> **THE INPUT**:
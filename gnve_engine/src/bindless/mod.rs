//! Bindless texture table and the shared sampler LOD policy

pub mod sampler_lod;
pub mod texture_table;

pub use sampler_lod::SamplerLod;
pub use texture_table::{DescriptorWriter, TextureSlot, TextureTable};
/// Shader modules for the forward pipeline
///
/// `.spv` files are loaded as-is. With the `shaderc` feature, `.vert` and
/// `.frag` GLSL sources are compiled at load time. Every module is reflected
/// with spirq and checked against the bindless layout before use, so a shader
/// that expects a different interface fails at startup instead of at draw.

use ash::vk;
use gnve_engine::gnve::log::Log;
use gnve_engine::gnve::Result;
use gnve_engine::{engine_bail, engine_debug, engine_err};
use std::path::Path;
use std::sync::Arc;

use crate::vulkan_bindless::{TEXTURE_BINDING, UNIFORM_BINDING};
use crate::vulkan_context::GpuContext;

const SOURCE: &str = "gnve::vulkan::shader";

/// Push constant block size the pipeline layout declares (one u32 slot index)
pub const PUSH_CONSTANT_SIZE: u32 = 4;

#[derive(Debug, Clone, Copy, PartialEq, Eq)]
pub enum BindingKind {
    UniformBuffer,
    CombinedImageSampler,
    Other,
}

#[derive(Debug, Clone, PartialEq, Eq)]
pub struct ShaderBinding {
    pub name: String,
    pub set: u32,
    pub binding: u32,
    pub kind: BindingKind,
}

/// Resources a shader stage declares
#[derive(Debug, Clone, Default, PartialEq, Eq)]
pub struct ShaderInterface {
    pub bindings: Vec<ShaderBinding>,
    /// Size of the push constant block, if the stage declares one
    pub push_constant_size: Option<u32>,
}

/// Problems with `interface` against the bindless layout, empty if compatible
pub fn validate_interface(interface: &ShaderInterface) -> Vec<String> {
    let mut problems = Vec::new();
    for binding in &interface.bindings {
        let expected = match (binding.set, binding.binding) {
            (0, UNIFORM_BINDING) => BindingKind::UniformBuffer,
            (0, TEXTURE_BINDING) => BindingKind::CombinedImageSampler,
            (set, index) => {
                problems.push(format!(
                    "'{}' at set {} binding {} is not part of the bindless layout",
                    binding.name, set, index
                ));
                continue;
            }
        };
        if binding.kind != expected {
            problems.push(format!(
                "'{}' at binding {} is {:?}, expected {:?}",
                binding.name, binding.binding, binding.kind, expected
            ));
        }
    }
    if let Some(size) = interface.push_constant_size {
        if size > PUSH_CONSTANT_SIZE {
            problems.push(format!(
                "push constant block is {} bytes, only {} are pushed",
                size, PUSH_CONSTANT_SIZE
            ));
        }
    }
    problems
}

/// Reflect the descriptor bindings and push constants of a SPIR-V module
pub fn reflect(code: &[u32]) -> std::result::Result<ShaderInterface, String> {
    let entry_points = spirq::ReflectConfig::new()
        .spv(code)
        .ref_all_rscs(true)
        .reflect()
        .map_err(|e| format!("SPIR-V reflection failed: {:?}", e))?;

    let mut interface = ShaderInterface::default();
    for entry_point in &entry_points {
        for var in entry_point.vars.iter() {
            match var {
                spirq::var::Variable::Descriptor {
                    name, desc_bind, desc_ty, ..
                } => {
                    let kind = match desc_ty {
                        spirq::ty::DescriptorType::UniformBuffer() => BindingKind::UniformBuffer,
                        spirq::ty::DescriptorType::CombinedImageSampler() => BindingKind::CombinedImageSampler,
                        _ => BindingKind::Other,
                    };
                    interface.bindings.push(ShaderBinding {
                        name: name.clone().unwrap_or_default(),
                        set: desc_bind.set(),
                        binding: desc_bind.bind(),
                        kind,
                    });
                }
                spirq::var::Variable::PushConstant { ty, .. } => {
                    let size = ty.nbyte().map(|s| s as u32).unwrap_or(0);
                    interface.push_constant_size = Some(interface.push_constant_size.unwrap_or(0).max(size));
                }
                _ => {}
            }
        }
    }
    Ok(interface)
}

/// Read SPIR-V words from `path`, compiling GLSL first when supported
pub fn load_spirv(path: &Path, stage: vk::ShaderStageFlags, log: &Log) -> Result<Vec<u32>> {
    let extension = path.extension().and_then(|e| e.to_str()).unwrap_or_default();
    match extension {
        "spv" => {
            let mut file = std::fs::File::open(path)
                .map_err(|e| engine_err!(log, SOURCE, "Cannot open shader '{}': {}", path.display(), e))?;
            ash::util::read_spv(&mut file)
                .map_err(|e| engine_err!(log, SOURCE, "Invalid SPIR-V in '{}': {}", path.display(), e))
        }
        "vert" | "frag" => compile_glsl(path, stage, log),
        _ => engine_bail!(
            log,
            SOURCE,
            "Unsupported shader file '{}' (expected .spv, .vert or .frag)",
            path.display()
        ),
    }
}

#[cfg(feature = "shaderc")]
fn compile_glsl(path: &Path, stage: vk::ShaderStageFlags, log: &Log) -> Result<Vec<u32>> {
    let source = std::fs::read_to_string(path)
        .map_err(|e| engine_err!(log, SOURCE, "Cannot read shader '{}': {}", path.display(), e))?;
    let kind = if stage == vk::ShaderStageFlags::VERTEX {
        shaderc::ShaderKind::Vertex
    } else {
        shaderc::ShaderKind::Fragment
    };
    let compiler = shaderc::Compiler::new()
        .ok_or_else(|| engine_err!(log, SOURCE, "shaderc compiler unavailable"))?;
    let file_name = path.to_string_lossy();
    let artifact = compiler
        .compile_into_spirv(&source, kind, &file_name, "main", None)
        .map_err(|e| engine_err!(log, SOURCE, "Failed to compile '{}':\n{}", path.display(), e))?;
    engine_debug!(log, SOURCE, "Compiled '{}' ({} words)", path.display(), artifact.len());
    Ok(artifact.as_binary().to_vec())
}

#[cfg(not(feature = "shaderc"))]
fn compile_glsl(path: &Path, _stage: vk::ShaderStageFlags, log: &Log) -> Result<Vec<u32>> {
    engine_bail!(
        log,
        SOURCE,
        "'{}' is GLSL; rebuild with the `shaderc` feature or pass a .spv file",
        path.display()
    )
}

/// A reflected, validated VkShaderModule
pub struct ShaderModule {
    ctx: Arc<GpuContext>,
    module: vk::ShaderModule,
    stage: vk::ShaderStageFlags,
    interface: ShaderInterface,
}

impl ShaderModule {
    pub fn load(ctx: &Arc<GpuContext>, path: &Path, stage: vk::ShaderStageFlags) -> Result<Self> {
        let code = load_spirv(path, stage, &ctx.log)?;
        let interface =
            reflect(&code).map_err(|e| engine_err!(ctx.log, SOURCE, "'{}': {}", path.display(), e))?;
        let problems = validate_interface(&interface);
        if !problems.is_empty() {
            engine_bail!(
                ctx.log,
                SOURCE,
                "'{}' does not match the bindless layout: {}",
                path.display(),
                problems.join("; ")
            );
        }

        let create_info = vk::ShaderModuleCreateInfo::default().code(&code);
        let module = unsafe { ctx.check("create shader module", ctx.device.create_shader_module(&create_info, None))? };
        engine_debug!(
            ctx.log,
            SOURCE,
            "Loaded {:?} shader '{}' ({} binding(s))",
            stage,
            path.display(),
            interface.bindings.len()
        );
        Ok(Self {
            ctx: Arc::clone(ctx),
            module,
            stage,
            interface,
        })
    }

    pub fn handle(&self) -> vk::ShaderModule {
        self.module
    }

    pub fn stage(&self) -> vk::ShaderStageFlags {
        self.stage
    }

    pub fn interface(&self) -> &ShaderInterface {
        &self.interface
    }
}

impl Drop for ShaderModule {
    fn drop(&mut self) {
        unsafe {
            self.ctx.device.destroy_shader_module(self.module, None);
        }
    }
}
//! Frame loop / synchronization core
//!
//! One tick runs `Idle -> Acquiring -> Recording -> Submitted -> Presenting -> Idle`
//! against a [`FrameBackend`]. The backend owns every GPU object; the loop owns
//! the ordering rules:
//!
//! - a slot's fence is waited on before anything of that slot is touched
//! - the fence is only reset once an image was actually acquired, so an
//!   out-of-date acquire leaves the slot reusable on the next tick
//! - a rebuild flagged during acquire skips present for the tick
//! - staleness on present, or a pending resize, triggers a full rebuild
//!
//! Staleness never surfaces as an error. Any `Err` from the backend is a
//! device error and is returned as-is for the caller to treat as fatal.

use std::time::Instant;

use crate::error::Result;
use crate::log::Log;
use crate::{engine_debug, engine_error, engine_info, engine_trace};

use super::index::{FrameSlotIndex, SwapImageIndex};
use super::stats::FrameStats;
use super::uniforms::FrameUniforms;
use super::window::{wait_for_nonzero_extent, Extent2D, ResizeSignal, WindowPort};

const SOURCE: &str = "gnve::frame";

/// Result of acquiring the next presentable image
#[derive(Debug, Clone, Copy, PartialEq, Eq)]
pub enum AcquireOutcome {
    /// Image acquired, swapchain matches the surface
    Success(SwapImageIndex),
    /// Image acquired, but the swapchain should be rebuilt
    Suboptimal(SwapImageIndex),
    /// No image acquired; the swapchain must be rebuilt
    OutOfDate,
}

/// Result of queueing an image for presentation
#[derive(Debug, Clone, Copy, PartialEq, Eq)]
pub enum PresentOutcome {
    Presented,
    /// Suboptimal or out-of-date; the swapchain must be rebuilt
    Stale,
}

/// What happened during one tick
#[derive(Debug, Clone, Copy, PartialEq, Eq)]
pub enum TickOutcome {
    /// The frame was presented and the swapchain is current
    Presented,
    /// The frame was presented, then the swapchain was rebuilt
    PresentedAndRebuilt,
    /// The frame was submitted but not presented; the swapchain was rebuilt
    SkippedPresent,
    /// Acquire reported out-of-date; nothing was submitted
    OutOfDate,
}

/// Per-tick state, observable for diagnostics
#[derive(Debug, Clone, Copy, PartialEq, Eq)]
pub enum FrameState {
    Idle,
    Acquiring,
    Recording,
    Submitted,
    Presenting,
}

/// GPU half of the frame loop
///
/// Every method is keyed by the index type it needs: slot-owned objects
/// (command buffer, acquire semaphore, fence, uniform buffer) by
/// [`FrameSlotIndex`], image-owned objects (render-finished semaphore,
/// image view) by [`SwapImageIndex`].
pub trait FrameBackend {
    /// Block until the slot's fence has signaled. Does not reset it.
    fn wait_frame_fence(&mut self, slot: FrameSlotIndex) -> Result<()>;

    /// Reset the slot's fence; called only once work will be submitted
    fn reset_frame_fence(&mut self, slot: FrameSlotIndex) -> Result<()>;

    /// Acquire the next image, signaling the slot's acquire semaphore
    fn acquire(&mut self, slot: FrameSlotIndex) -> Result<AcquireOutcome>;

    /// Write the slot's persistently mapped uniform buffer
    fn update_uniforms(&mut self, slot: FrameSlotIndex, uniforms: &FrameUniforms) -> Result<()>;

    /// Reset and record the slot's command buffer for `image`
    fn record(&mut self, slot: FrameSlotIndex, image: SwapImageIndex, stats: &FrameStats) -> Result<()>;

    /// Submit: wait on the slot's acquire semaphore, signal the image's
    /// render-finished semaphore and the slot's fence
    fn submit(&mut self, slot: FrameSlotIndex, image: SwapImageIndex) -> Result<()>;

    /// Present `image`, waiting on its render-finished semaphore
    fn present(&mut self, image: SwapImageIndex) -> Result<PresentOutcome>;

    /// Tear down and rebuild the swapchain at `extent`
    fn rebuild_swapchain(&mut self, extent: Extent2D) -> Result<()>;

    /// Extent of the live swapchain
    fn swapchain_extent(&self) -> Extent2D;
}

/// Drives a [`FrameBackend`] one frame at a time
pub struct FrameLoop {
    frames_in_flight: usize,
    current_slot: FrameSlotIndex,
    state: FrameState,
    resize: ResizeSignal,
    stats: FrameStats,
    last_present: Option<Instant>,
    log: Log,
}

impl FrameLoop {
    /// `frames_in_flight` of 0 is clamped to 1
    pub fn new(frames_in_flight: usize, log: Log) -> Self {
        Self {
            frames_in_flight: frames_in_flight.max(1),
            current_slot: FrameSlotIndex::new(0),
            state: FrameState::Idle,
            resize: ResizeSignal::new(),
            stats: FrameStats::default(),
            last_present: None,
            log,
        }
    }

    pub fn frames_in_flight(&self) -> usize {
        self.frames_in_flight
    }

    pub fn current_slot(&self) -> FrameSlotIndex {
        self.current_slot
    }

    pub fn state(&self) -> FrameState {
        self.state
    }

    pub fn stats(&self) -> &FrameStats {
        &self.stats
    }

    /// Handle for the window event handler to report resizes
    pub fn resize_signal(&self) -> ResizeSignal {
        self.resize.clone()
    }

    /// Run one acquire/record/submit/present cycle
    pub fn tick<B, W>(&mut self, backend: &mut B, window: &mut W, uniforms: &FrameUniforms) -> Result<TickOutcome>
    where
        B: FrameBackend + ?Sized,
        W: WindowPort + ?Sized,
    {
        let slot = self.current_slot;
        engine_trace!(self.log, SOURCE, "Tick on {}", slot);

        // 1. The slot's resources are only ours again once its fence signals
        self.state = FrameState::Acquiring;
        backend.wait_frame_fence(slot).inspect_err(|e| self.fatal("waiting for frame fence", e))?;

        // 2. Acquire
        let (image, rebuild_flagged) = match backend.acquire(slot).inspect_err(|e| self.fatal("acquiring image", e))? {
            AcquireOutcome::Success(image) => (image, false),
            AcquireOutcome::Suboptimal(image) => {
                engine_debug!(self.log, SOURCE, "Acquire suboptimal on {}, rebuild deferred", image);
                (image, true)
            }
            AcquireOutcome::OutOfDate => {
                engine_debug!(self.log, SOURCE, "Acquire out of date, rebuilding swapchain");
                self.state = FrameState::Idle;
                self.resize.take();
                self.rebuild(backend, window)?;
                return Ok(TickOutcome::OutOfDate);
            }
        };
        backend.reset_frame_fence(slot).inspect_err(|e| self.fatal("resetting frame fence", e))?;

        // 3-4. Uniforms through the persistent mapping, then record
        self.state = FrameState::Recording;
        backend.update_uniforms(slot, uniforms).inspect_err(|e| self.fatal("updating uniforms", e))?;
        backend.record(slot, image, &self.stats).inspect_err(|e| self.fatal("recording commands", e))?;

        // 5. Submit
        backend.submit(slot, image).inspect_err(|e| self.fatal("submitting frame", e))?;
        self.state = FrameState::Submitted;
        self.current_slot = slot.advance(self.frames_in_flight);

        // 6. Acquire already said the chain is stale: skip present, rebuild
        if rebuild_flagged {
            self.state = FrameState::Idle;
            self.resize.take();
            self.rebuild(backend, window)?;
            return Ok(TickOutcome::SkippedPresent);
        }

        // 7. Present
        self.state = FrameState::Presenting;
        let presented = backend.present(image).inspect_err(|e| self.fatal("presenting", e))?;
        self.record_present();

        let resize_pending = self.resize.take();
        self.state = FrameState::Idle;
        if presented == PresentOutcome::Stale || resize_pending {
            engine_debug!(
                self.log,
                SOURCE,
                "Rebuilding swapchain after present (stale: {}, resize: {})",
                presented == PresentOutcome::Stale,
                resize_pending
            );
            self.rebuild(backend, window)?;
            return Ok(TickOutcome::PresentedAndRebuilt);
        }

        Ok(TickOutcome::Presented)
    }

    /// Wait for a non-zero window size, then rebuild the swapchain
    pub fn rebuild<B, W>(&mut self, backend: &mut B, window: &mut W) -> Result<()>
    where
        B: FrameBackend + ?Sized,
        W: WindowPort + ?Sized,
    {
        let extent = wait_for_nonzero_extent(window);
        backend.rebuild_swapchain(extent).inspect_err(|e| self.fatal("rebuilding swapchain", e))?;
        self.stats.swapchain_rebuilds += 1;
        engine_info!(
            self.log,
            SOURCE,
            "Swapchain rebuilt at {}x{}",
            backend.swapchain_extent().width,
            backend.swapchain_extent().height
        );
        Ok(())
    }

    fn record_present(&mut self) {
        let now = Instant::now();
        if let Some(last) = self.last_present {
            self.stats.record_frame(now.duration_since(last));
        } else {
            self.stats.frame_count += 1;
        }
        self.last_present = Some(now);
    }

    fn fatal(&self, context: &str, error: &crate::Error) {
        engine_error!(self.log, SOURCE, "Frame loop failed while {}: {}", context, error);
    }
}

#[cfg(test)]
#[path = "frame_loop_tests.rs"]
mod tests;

--

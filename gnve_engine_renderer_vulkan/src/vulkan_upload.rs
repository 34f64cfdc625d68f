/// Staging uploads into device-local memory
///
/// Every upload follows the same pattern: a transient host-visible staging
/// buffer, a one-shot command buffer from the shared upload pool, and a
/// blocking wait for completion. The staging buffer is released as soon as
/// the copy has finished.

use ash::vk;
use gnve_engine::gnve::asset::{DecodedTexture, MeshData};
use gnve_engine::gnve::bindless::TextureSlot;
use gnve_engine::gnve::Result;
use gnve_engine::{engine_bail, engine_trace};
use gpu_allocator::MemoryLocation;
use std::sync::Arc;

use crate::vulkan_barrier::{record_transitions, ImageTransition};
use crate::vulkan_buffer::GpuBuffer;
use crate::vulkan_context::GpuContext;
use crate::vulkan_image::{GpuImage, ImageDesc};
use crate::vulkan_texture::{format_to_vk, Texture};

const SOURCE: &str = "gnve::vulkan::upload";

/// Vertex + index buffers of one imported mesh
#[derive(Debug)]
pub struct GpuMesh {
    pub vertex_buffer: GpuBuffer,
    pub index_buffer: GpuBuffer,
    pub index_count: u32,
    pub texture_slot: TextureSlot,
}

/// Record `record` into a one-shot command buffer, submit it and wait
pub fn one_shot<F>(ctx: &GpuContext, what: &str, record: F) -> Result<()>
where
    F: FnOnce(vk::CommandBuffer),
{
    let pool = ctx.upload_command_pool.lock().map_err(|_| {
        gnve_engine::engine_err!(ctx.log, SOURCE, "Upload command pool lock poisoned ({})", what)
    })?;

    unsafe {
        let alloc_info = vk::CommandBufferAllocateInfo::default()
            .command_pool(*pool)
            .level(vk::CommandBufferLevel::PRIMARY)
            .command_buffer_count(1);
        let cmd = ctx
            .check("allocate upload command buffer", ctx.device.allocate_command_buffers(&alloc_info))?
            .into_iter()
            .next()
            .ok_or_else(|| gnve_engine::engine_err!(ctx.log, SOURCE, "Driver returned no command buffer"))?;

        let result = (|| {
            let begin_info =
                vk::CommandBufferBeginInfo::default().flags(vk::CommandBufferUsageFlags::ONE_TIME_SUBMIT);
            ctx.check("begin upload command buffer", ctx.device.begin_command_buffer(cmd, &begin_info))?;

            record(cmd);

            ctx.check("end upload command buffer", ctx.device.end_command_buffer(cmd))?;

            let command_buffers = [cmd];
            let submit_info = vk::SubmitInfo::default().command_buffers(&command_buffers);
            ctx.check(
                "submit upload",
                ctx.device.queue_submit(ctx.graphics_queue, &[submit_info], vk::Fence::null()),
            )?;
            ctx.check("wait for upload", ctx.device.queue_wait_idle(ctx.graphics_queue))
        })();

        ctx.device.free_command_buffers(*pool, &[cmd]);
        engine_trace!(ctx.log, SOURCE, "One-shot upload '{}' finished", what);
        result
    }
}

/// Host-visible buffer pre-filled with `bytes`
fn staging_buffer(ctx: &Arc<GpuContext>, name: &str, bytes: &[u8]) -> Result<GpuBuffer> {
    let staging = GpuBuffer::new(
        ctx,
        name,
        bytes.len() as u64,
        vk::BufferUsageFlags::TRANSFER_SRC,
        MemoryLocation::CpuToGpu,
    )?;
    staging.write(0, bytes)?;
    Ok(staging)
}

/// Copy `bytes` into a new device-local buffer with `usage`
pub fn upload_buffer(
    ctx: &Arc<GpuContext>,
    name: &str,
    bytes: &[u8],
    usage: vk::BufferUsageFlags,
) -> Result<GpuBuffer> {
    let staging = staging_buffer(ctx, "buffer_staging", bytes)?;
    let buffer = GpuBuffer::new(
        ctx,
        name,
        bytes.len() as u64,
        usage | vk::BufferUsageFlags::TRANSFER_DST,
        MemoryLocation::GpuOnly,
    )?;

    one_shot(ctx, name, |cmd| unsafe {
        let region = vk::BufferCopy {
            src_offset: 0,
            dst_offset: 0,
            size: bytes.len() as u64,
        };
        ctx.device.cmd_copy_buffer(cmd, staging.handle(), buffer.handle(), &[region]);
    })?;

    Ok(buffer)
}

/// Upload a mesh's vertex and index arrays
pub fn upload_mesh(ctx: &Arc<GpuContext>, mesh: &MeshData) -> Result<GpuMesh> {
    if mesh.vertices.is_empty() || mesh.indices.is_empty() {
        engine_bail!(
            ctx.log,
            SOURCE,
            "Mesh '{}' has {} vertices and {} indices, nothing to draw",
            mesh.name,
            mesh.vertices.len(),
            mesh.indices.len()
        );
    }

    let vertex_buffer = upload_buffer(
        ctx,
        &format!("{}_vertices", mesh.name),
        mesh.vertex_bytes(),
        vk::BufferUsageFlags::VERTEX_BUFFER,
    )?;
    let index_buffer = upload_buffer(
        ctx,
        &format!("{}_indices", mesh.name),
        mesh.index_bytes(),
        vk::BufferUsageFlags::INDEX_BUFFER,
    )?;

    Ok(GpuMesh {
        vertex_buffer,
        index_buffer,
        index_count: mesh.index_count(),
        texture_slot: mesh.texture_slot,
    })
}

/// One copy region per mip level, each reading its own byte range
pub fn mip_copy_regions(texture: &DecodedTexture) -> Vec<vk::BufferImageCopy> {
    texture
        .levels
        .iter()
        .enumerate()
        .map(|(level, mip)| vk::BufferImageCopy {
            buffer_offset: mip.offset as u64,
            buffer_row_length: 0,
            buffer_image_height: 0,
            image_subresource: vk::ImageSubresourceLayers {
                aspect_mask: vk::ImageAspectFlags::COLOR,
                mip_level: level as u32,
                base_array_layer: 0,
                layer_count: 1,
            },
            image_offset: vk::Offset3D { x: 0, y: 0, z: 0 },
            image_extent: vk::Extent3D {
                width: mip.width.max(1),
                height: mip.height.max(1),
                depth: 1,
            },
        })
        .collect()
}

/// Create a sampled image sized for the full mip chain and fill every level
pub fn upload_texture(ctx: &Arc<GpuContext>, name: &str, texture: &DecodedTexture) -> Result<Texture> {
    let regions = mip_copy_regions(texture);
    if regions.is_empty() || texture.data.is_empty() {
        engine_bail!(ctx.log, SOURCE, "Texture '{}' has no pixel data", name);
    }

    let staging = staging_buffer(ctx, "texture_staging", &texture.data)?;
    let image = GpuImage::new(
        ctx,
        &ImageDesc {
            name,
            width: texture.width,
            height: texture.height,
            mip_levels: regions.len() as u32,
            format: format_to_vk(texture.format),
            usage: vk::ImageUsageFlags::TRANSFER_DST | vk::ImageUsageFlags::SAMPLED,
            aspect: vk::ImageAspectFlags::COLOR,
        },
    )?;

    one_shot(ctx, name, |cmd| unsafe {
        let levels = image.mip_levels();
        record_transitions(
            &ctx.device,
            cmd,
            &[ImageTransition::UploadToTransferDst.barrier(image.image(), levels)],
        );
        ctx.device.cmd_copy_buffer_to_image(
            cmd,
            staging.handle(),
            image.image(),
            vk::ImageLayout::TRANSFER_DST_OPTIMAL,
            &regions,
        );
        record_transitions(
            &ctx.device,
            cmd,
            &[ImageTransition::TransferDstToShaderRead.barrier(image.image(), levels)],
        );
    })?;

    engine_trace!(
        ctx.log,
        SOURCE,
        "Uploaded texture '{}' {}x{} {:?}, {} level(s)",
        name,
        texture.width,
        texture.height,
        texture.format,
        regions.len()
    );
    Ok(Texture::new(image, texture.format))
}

> **TRY IT**: Find all lines holding the word "ShaderKind" in the records above and copy them.

> **FINISHED TASK**:
        shaderc::ShaderKind::Vertex
        shaderc::ShaderKind::Fragment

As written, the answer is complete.